This is not about pathologizing grief or suggesting we “do it wrong.”
It’s about gently understanding what is actually happening beneath the surface of our experience.
Because for many widows, suffering is not something we consciously choose, it is something the mind and body organize around in an attempt to make sense of profound loss.
What we cover in this episode:
1. Why widowhood often feels like suffering
How the loss of a spouse is not just emotional loss—but the loss of:
- safety
- identity
- internal orientation
- the life we organized ourselves around
And why that creates an internal experience of disorientation that can feel like survival.
2. Why suffering can feel like connection
We explore how:
- the nervous system still seeks proximity after loss
- pain can begin to feel like the only remaining link to the person who died
- suffering can become unintentionally associated with love, devotion, and meaning
And why that association is deeply human—not pathological.

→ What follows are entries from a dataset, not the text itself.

//! Planar joint geometry.

use nalgebra::{Point2, Vector2};

use crate::types::{BodyLandmark, PoseLandmarks};

/// Vertical shoulder-to-hip distance above which a torso counts as upright
/// (normalized image units).
pub const STANDING_THRESHOLD: f64 = 0.3;

const MIN_SEGMENT_LENGTH: f64 = 1e-12;

/// Angle at vertex `b` formed by `a` and `c`, in degrees within [0, 180].
///
/// Takes the difference of the two segment headings and reflects anything
/// past a half turn. A zero-length segment yields 0.
pub fn angle(a: &Point2<f64>, b: &Point2<f64>, c: &Point2<f64>) -> f64 {
    let ba: Vector2<f64> = a - b;
    let bc: Vector2<f64> = c - b;

    if ba.norm() < MIN_SEGMENT_LENGTH || bc.norm() < MIN_SEGMENT_LENGTH {
        return 0.0;
    }

    let radians = bc.y.atan2(bc.x) - ba.y.atan2(ba.x);
    let degrees = radians.to_degrees().abs();

    if degrees > 180.0 {
        360.0 - degrees
    } else {
        degrees
    }
}

/// Joint angle between three landmarks of a pose, vertex in the middle
pub fn joint_angle(
    pose: &PoseLandmarks,
    a: BodyLandmark,
    vertex: BodyLandmark,
    c: BodyLandmark,
) -> f64 {
    angle(&pose.planar(a), &pose.planar(vertex), &pose.planar(c))
}

/// True when the hip sits more than `threshold` below (or above) the shoulder
pub fn is_standing(shoulder: &Point2<f64>, hip: &Point2<f64>, threshold: f64) -> bool {
    (hip.y - shoulder.y).abs() > threshold
}
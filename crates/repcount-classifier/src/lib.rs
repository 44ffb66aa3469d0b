//! # Repcount-Classifier
//!
//! Identifies which exercise is being performed from a window of frames.
//!
//! ## Pipeline
//!
//! 1. **Features**: (x, y) of a fixed landmark list per frame
//! 2. **Window**: frames accumulate until the configured size is reached
//! 3. **Centering**: each frame's features have their mean subtracted
//! 4. **Inference**: an external model yields per-frame class probabilities
//! 5. **Vote**: per-frame arg-max labels are reduced by majority, earliest
//!    label winning a tie
//!
//! The model and label decoder are supplied by the caller. They can be
//! called in-process through [`ExerciseClassifier`] or on a worker task
//! through [`ClassifierService`].

pub mod classifier;
pub mod features;
pub mod model;
pub mod resolver;
pub mod service;
pub mod vote;
pub mod window;

pub use classifier::*;
pub use features::*;
pub use model::*;
pub use resolver::*;
pub use service::*;
pub use vote::*;
pub use window::*;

3. The hidden rules that form in early grief
How beliefs can quietly form such as:
- “If I stop suffering, I am letting them go”
- “If I feel okay, I am forgetting them”
- “If I move forward, I am betraying what we had”
And how these beliefs are not logical decisions, but emotional meanings formed in shock, love, and social pressure.
4. Pain vs. suffering (and why the distinction matters)
We begin to separate:
- Pain: the raw reality of loss and longing
- Suffering: the story the mind creates about what that pain means
And how that story can begin to shape identity, time, and the way we see our future.
5. Why suffering can feel like devotion
How grief can blur into:
- loyalty
- love
- devotion
- emotional survival strategies
And why “I hurt this much = I loved this much” becomes an internal equation many people unconsciously carry.
6. The deeper layer: identity after loss
How grief is not only about missing someone—but also about:
- missing who we were with them
- losing access to versions of ourselves they brought forward
- questioning who we are without that relational reflection
And why these are identity-level disruptions, not just emotional ones.
7. Why this experience is not something you are doing wrong
A grounding reminder that:
- suffering is a human response to attachment loss
- the mind is trying to organize the unorganizable
- meaning-making is part of survival, not failure
8. A gentle reframe
You don’t have to suffer to stay connected.
You don’t have to stay in pain to honor love.
And noticing that possibility does not require change—only awareness.
Closing reflection
Nothing in this experience means you are broken, stuck, or grieving incorrectly.
It means you loved someone in a way that shaped your entire internal world—and your mind and body are still trying to orient themselves after that loss.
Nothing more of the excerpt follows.